Sanna Marin, 34, new Prime Minister of Finland

Sanna Marin, 34, new Prime Minister of Finland

Sanna Marin: The formerMinister of Transport was elected by the Social Democrat Coalition to replace Antti Rinne, who was released because of her mismanagement of a postal strike. She becomes the youngest leader in the country and one of the youngest in the world.

While the strikes threaten – too – to paralyze the country, Finland changes its head of government. Sanna Marin, 34, was narrowly elected Sunday by the Social Democratic coalition as prime minister with 32 votes, against 29 for the outgoing leader Antti Rinne.

Originally from the industrial city of Tampere, in the south-west of the country, the former Minister of Transport is expected to take an oath in Parliament on Tuesday. It should not lead to a significant political inflection of the social democratic administration, in power since April. (New Prime Minister of Finland)

That Sanna Marin is the third woman to gain access to this post does not even attract comments in the Finnish media. The five parties that make up the ruling coalition are all headed by women. On the other hand, the age of the new Prime Minister is very commented: at 34, she becomes the youngest in this position and one of the youngest leaders in the world.

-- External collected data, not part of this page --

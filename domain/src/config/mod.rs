//! Configuration value objects for the domain layer
//!
//! These are domain concepts related to configuration that are
//! used across multiple layers.

mod output_format;
pub mod validation;

pub use output_format::OutputFormat;
pub use validation::{ConfigIssue, ConfigIssueCode, Severity};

Sanna Marin: Tense social context

 

The new leader brushes aside these considerations: “I have never thought about my age or my gender, I think about why I got involved in politics and those things through which we won the trust of the electorate,” she told the press Sunday evening.

“We have a lot of work to do to restore confidence,” she said, however. Sanna Marin takes office in a tense social context: his predecessor Antti Lindtman had to resign last week after several weeks of political crisis related to a plan to lower wages of 700 employees of the Finnish Post, including the Finnish state is a shareholder.

Sana Marin New Prime Minister of Finland

Threat of paralysis
La Poste finally withdrew its project in November after strikes followed, including in other sectors “solidarity” of the movement, for example within the airline Finnair. The government got tangled up when the unions looked at whether or not it had approved wage cuts. In the process, the ruling center-left coalition withdrew its trust in Antti Lindtman, who announced his resignation.

Strikes could, however, continue and paralyze the country as the holidays approach the end of the year. Calls to stop work from Monday have been launched in the sectors of chemicals, wood, and oil, while unions and management can not reach an agreement on working conditions and wages.